# [Your instructions]
Copy, exactly and without additions, every line in the records below from the one holding "with encrypted secrets" through the one holding "fn conn(&self) ->", both ends included.

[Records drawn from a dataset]
++++++++++
#[tokio::test]
async fn test_candles_for_symbol_resolves_pair() {
    let mut server = Server::new_async().await;
    let _details = server
        .mock("GET", "/exchange/v1/markets_details")
        .with_status(200)
        .with_body(r#"[{"symbol":"BTCUSDT","pair":"B-BTC_USDT","status":"active"}]"#)
        .create_async()
        .await;
    let candles = server
        .mock("GET", "/market_data/candles")
        .match_query(Matcher::AllOf(vec![
            Matcher::UrlEncoded("pair".into(), "B-BTC_USDT".into()),
            Matcher::UrlEncoded("interval".into(), "4h".into()),
            Matcher::UrlEncoded("limit".into(), "2".into()),
        ]))
        .with_status(200)
        .with_body(
            r#"[{"open":1,"high":2,"low":0.5,"close":1.5,"volume":10,"time":1700000000000},
                {"open":1.5,"high":2.5,"low":1,"close":2,"volume":12,"time":1700014400000}]"#,
        )
        .create_async()
        .await;

    let client = CoinDCXClient::public(ClientConfig::default().with_base_url(server.url())).unwrap();
    let details = client
        .get_markets_details_for_symbols(&["BTCUSDT".to_string(), "ETHUSDT".to_string()])
        .await
        .unwrap();
    assert_eq!(details.len(), 1);

    let result = client.get_candles_for_symbol("BTCUSDT", "4h", 2).await.unwrap();

    candles.assert_async().await;
    assert_eq!(result.len(), 2);
    assert_eq!(result[1].close, 2.0);
}

#[tokio::test]
async fn test_public_client_cannot_sign() {
    let client = CoinDCXClient::public(ClientConfig::default().with_base_url("http://127.0.0.1:1")).unwrap();
    let err = client.get_balances().await.unwrap_err();
    assert!(matches!(err, BotError::MissingCredentials));
}

#[tokio::test]
async fn test_order_placement_appends_history() {
    let mut server = Server::new_async().await;
    let mock = server
        .mock("POST", "/exchange/v1/orders/create")
        .match_body(Matcher::PartialJson(json!({
            "side": "buy",
            "order_type": "limit_order",
            "market": "BTCUSDT",
            "price_per_unit": 40000.0,
            "total_quantity": 0.001
        })))
        .with_status(200)
        .with_body(r#"{"orders":[{"id":"ord-1","status":"open","market":"BTCUSDT","side":"buy"}]}"#)
        .expect(2)
        .create_async()
        .await;

    let dir = tempdir().unwrap();
    let history = OrderHistory::new(dir.path().join("orders.csv"));
    let client = signed_client(&server).with_order_history(history.clone());

    let response = client.place_buy_limit_order("BTCUSDT", 40000.0, 0.001).await.unwrap();
    assert_eq!(response.orders[0].id, "ord-1");
    client.place_buy_limit_order("BTCUSDT", 40000.0, 0.001).await.unwrap();

    mock.assert_async().await;
    let rows = history.load().unwrap();
    assert_eq!(rows.len(), 2);
    assert_eq!(rows[0].side, "buy");
    assert_eq!(rows[0].price, Some(40000.0));
}
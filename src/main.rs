//! CoinDCX trading bot - main entry point
//!
//! Subcommands cover the trading loop, one-shot exchange calls, indicator
//! lookups, CSV reports and credential management.

use anyhow::Result;
use clap::{Parser, Subcommand};
use std::path::Path;
use tracing::info;
use tracing_subscriber::{layer::SubscriberExt, util::SubscriberInitExt, EnvFilter};

use crypto_trading_bot::coindcx::OrderSide;

mod commands;

#[derive(Parser, Debug)]
#[command(name = "crypto-trading-bot")]
#[command(about = "CoinDCX trading bot with indicator-driven signals and credential storage", long_about = None)]
#[command(version)]
struct Cli {
    #[command(subcommand)]
    command: Commands,

    /// Path to configuration file
    #[arg(short, long, global = true, default_value = "config.yaml")]
    config: String,

    /// Verbose output
    #[arg(short, long, global = true)]
    verbose: bool,
}

#[derive(Subcommand, Debug)]
enum Commands {
    /// Run the trading loop (CAUTION - REAL MONEY!)
    Trade {
        /// Account to trade with (defaults to owner.username)
        #[arg(short, long)]
        account: Option<String>,
    },

    /// Show the ticker of a market
    Ticker {
        /// Market symbol, e.g. "BTCUSDT"
        market: String,
    },

    /// List markets, optionally only those quoted in one currency
    Markets {
        /// Quote currency, e.g. "USDT"
        #[arg(short, long)]
        quote: Option<String>,
    },

    /// Show account balances priced against current tickers
    Balances {
        #[arg(short, long)]
        account: Option<String>,
    },

    /// Place an order; a price makes it a limit order
    Order {
        side: OrderSide,
        market: String,
        quantity: f64,
        #[arg(short, long)]
        price: Option<f64>,
        #[arg(short, long)]
        account: Option<String>,
    },

    /// Cancel one order by id
    Cancel {
        order_id: String,
        #[arg(short, long)]
        account: Option<String>,
    },

    /// Cancel every open order in a market
    CancelAll {
        market: String,
        #[arg(short, long)]
        side: Option<OrderSide>,
        #[arg(short, long)]
        account: Option<String>,
    },

    /// Change the price of an open limit order
    EditPrice {
        order_id: String,
        price: f64,
        #[arg(short, long)]
        account: Option<String>,
    },

    /// List open orders in a market
    ActiveOrders {
        market: String,
        #[arg(short, long)]
        side: Option<OrderSide>,
        #[arg(short, long)]
        account: Option<String>,
    },

    /// Show recent fills
    TradeHistory {
        #[arg(short, long, default_value = "50")]
        limit: u32,
        /// Only trades after this trade id
        #[arg(long)]
        from_id: Option<i64>,
        #[arg(short, long)]
        account: Option<String>,
    },

    /// Print the indicator snapshot of the configured (or given) symbol
    Indicators {
        /// Symbol, e.g. "ETHUSDT" (defaults to bot.coin_1 + bot.coin_2)
        #[arg(short, long)]
        symbol: Option<String>,
        /// Interval, e.g. "1h" (defaults to bot.interval)
        #[arg(short, long)]
        interval: Option<String>,
    },

    /// RSI buy/sell recommendation for a list of coins
    Recommend {
        /// Coins (comma-separated). E.g., "BTC,ETH,SOL"
        #[arg(long, default_value = "BTC,ETH,SOL")]
        coins: String,
        /// Mail the recommendations to the owner
        #[arg(long)]
        email: bool,
    },

    /// Alert when a market trades above a threshold
    PriceAlert {
        market: String,
        threshold: f64,
        /// Mail the alert to the owner
        #[arg(long)]
        email: bool,
    },

    /// Write today's market snapshot CSV
    Snapshot {
        /// Extra quote currencies to leave out (comma-separated)
        #[arg(long)]
        exclude: Option<String>,
    },

    /// List tracked markets whose RSI is below a threshold
    Scan {
        /// RSI threshold
        #[arg(long, default_value_t = 40.0)]
        below: f64,
        /// Quote currencies to leave out (comma-separated)
        #[arg(long, default_value = "BTC")]
        exclude: String,
        /// Exchange to retry a market on when the configured one fails
        #[arg(long, default_value = "Huobi")]
        fallback_exchange: String,
    },

    /// Mail an alert for free holdings whose RSI is above a threshold
    HoldingsAlert {
        #[arg(short, long)]
        account: Option<String>,
        /// RSI threshold
        #[arg(long, default_value_t = 70.0)]
        above: f64,
    },

    /// Compare the snapshot of a start date with today's
    WeekChange {
        /// Date of the initial snapshot (YYYY-MM-DD)
        #[arg(long)]
        since: String,
    },

    /// Manage stored exchange credentials
    Credentials {
        #[command(subcommand)]
        action: CredentialAction,
    },

    /// Print a fresh base64 key for credential encryption
    GenKey,
}

#[derive(Subcommand, Debug)]
enum CredentialAction {
    /// Show the stored record of an account
    Get {
        #[command(flatten)]
        identity: commands::credentials::IdentityArgs,
    },
    /// Store a new account
    Add {
        #[command(flatten)]
        record: commands::credentials::RecordArgs,
    },
    /// Update the given fields of a stored account
    Update {
        #[command(flatten)]
        record: commands::credentials::RecordArgs,
    },
    /// Remove a stored account
    Delete {
        #[command(flatten)]
        identity: commands::credentials::IdentityArgs,
    },
}

fn setup_logging(verbose: bool, command_name: &str, log_dir: &Path) -> Result<()> {
    std::fs::create_dir_all(log_dir)?;

    // {command}_{date}.log
    let log_filename = format!(
        "{}_{}.log",
        command_name,
        chrono::Local::now().format("%Y-%m-%d_%H-%M-%S")
    );
    let log_path = log_dir.join(&log_filename);

    // Filter out noisy external crates
    let level = if verbose { "debug" } else { "info" };
    let filter_str = format!(
        "{},hyper=warn,hyper_util=warn,reqwest=warn,rustls=warn,h2=warn,lettre=warn",
        level
    );
    let env_filter =
        EnvFilter::try_from_default_env().unwrap_or_else(|_| EnvFilter::new(&filter_str));

    let file_appender = tracing_appender::rolling::never(log_dir, &log_filename);

    let console_layer = tracing_subscriber::fmt::layer()
        .with_target(true)
        .with_thread_ids(false)
        .with_thread_names(false)
        .with_line_number(true)
        .with_file(true)
        .with_ansi(true);

    // Same format without ANSI colors
    let file_layer = tracing_subscriber::fmt::layer()
        .with_writer(file_appender)
        .with_target(true)
        .with_line_number(true)
        .with_file(true)
        .with_ansi(false);

    tracing_subscriber::registry()
        .with(env_filter)
        .with(console_layer)
        .with(file_layer)
        .init();

    info!("Logging initialized");
    info!("Log file: {}", log_path.display());

    Ok(())
}

fn main() -> Result<()> {
    dotenv::dotenv().ok();
    let cli = Cli::parse();

    let command_name = match &cli.command {
        Commands::Trade { .. } => "trade",
        Commands::Ticker { .. } => "ticker",
        Commands::Markets { .. } => "markets",
        Commands::Balances { .. } => "balances",
        Commands::Order { .. } => "order",
        Commands::Cancel { .. } => "cancel",
        Commands::CancelAll { .. } => "cancel_all",
        Commands::EditPrice { .. } => "edit_price",
        Commands::ActiveOrders { .. } => "active_orders",
        Commands::TradeHistory { .. } => "trade_history",
        Commands::Indicators { .. } => "indicators",
        Commands::Recommend { .. } => "recommend",
        Commands::PriceAlert { .. } => "price_alert",
        Commands::Snapshot { .. } => "snapshot",
        Commands::WeekChange { .. } => "week_change",
        Commands::Scan { .. } => "scan",
        Commands::HoldingsAlert { .. } => "holdings_alert",
        Commands::Credentials { .. } => "credentials",
        Commands::GenKey => "gen_key",
    };

    let config = commands::load_config(&cli.config)?;
    setup_logging(cli.verbose, command_name, &config.paths.log_dir)?;

    match cli.command {
        Commands::Trade { account } => commands::trade::run(config, account),

        Commands::Ticker { market } => commands::market::ticker(config, market),
        Commands::Markets { quote } => commands::market::markets(config, quote),
        Commands::Indicators { symbol, interval } => {
            commands::market::indicators(config, symbol, interval)
        }
        Commands::Recommend { coins, email } => commands::market::recommend(config, coins, email),
        Commands::PriceAlert {
            market,
            threshold,
            email,
        } => commands::market::price_alert(config, market, threshold, email),
        Commands::Snapshot { exclude } => commands::market::snapshot(config, exclude),
        Commands::WeekChange { since } => commands::market::week_change(config, since),
        Commands::Scan {
            below,
            exclude,
            fallback_exchange,
        } => commands::market::scan(config, below, exclude, fallback_exchange),

        Commands::HoldingsAlert { account, above } => {
            commands::account::holdings_alert(config, account, above)
        }

        Commands::Balances { account } => commands::account::balances(config, account),
        Commands::Order {
            side,
            market,
            quantity,
            price,
            account,
        } => commands::account::order(config, account, side, market, quantity, price),
        Commands::Cancel { order_id, account } => {
            commands::account::cancel(config, account, order_id)
        }
        Commands::CancelAll {
            market,
            side,
            account,
        } => commands::account::cancel_all(config, account, market, side),
        Commands::EditPrice {
            order_id,
            price,
            account,
        } => commands::account::edit_price(config, account, order_id, price),
        Commands::ActiveOrders {
            market,
            side,
            account,
        } => commands::account::active_orders(config, account, market, side),
        Commands::TradeHistory {
            limit,
            from_id,
            account,
        } => commands::account::trade_history(config, account, from_id, limit),

        Commands::Credentials { action } => match action {
            CredentialAction::Get { identity } => commands::credentials::get(config, identity),
            CredentialAction::Add { record } => commands::credentials::add(config, record),
            CredentialAction::Update { record } => commands::credentials::update(config, record),
            CredentialAction::Delete { identity } => {
                commands::credentials::delete(config, identity)
            }
        },
        Commands::GenKey => commands::credentials::gen_key(),
    }
}
//! SQLite credential table with encrypted secrets
//!
//! The API key, secret key and 2FA key columns hold [`SecretCipher`]
//! ciphertext; names and email are plain.

use rusqlite::{params, Connection, OptionalExtension};
use std::path::Path;
use std::sync::{Mutex, MutexGuard};
use tracing::{debug, info};

use super::{normalise_identity, CredentialRecord, CredentialStore, SecretCipher};
use crate::error::{BotError, Result};

pub struct SqliteCredentialStore {
    conn: Mutex<Connection>,
    cipher: SecretCipher,
}

impl SqliteCredentialStore {
    pub fn open(db_path: impl AsRef<Path>, cipher: SecretCipher) -> Result<Self> {
        let db_path = db_path.as_ref();
        if let Some(parent) = db_path.parent() {
            if !parent.as_os_str().is_empty() {
                std::fs::create_dir_all(parent)?;
            }
        }
        let conn = Connection::open(db_path)?;
        let store = Self::with_connection(conn, cipher)?;
        info!("Credential database opened at {}", db_path.display());
        Ok(store)
    }

    pub fn in_memory(cipher: SecretCipher) -> Result<Self> {
        Self::with_connection(Connection::open_in_memory()?, cipher)
    }

    fn with_connection(conn: Connection, cipher: SecretCipher) -> Result<Self> {
        conn.execute(
            "CREATE TABLE IF NOT EXISTS users (
                id INTEGER PRIMARY KEY AUTOINCREMENT,
                username TEXT NOT NULL UNIQUE,
                first_name TEXT NOT NULL DEFAULT '',
                last_name TEXT NOT NULL DEFAULT '',
                email TEXT NOT NULL DEFAULT '',
                api_key TEXT NOT NULL,
                secret_key TEXT NOT NULL,
                google_auth_key TEXT NOT NULL
            )",
            [],
        )?;
        debug!("Credential schema created/verified");
        Ok(Self {
            conn: Mutex::new(conn),
            cipher,
        })
    }

    fn conn(&self) -> MutexGuard<'_, Connection> {
        self.conn.lock().unwrap_or_else(|e| e.into_inner())
    }

    fn exists(&self, key: &str) -> Result<bool> {
        let found: Option<i64> = self
            .conn()
            .query_row("SELECT id FROM users WHERE username = ?1", params![key], |row| {
                row.get(0)
            })
            .optional()?;
        Ok(found.is_some())
    }

    fn write(&self, key: &str, record: &CredentialRecord, insert: bool) -> Result<()> {
        let api_key = self.cipher.encrypt(&record.api_key)?;
        let secret_key = self.cipher.encrypt(&record.secret_key)?;
        let google_auth_key = self.cipher.encrypt(&record.google_auth_key)?;
        let sql = if insert {
            "INSERT INTO users
             (username, first_name, last_name, email, api_key, secret_key, google_auth_key)
             VALUES (?1, ?2, ?3, ?4, ?5, ?6, ?7)"
        } else {
            "UPDATE users SET first_name = ?2, last_name = ?3, email = ?4,
             api_key = ?5, secret_key = ?6, google_auth_key = ?7
             WHERE username = ?1"
        };
        self.conn().execute(
            sql,
            params![
                key,
                record.first_name,
                record.last_name,
                record.email,
                api_key,
                secret_key,
                google_auth_key
            ],
        )?;
        Ok(())
    }
}

impl CredentialStore for SqliteCredentialStore {
    fn get(&self, identity: &str) -> Result<CredentialRecord> {
        let key = normalise_identity(identity, "", "")?;
        let row = self
            .conn()
            .query_row(
                "SELECT username, first_name, last_name, email, api_key, secret_key, google_auth_key
                 FROM users WHERE username = ?1",
                params![key],
                |row| {
                    Ok((
                        CredentialRecord {
                            username: row.get(0)?,
                            first_name: row.get(1)?,
                            last_name: row.get(2)?,
                            email: row.get(3)?,
                            ..CredentialRecord::default()
                        },
                        row.get::<_, String>(4)?,
                        row.get::<_, String>(5)?,
                        row.get::<_, String>(6)?,
                    ))
                },
            )
            .optional()?;

        let (mut record, api_key, secret_key, google_auth_key) =
            row.ok_or_else(|| BotError::CredentialNotFound(key.clone()))?;
        record.api_key = self.cipher.decrypt(&api_key)?;
        record.secret_key = self.cipher.decrypt(&secret_key)?;
        record.google_auth_key = self.cipher.decrypt(&google_auth_key)?;
        debug!("Credentials retrieved for {}", key);
        Ok(record)
    }

    fn add(&mut self, record: &CredentialRecord) -> Result<()> {
        let key = record.key()?;
        if self.exists(&key)? {
            return Err(BotError::CredentialExists(key));
        }
        self.write(&key, record, true)?;
        info!("{} added to credential database", key);
        Ok(())
    }

    fn update(&mut self, record: &CredentialRecord) -> Result<()> {
        let key = record.key()?;
        let mut current = self.get(&key)?;
        current.merge(record);
        self.write(&key, &current, false)?;
        info!("{} updated in credential database", key);
        Ok(())
    }

    fn delete(&mut self, identity: &str) -> Result<()> {
        let key = normalise_identity(identity, "", "")?;
        let removed = self
            .conn()
            .execute("DELETE FROM users WHERE username = ?1", params![key])?;
        if removed == 0 {
            return Err(BotError::CredentialNotFound(key));
        }
        info!("{} deleted from credential database", key);
        Ok(())
    }
}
++++++++++
# [Answer area]
//! SQLite credential table with encrypted secrets
//!
//! The API key, secret key and 2FA key columns hold [`SecretCipher`]
//! ciphertext; names and email are plain.

use rusqlite::{params, Connection, OptionalExtension};
use std::path::Path;
use std::sync::{Mutex, MutexGuard};
use tracing::{debug, info};

use super::{normalise_identity, CredentialRecord, CredentialStore, SecretCipher};
use crate::error::{BotError, Result};

pub struct SqliteCredentialStore {
    conn: Mutex<Connection>,
    cipher: SecretCipher,
}

impl SqliteCredentialStore {
    pub fn open(db_path: impl AsRef<Path>, cipher: SecretCipher) -> Result<Self> {
        let db_path = db_path.as_ref();
        if let Some(parent) = db_path.parent() {
            if !parent.as_os_str().is_empty() {
                std::fs::create_dir_all(parent)?;
            }
        }
        let conn = Connection::open(db_path)?;
        let store = Self::with_connection(conn, cipher)?;
        info!("Credential database opened at {}", db_path.display());
        Ok(store)
    }

    pub fn in_memory(cipher: SecretCipher) -> Result<Self> {
        Self::with_connection(Connection::open_in_memory()?, cipher)
    }

    fn with_connection(conn: Connection, cipher: SecretCipher) -> Result<Self> {
        conn.execute(
            "CREATE TABLE IF NOT EXISTS users (
                id INTEGER PRIMARY KEY AUTOINCREMENT,
                username TEXT NOT NULL UNIQUE,
                first_name TEXT NOT NULL DEFAULT '',
                last_name TEXT NOT NULL DEFAULT '',
                email TEXT NOT NULL DEFAULT '',
                api_key TEXT NOT NULL,
                secret_key TEXT NOT NULL,
                google_auth_key TEXT NOT NULL
            )",
            [],
        )?;
        debug!("Credential schema created/verified");
        Ok(Self {
            conn: Mutex::new(conn),
            cipher,
        })
    }

    fn conn(&self) -> MutexGuard<'_, Connection> {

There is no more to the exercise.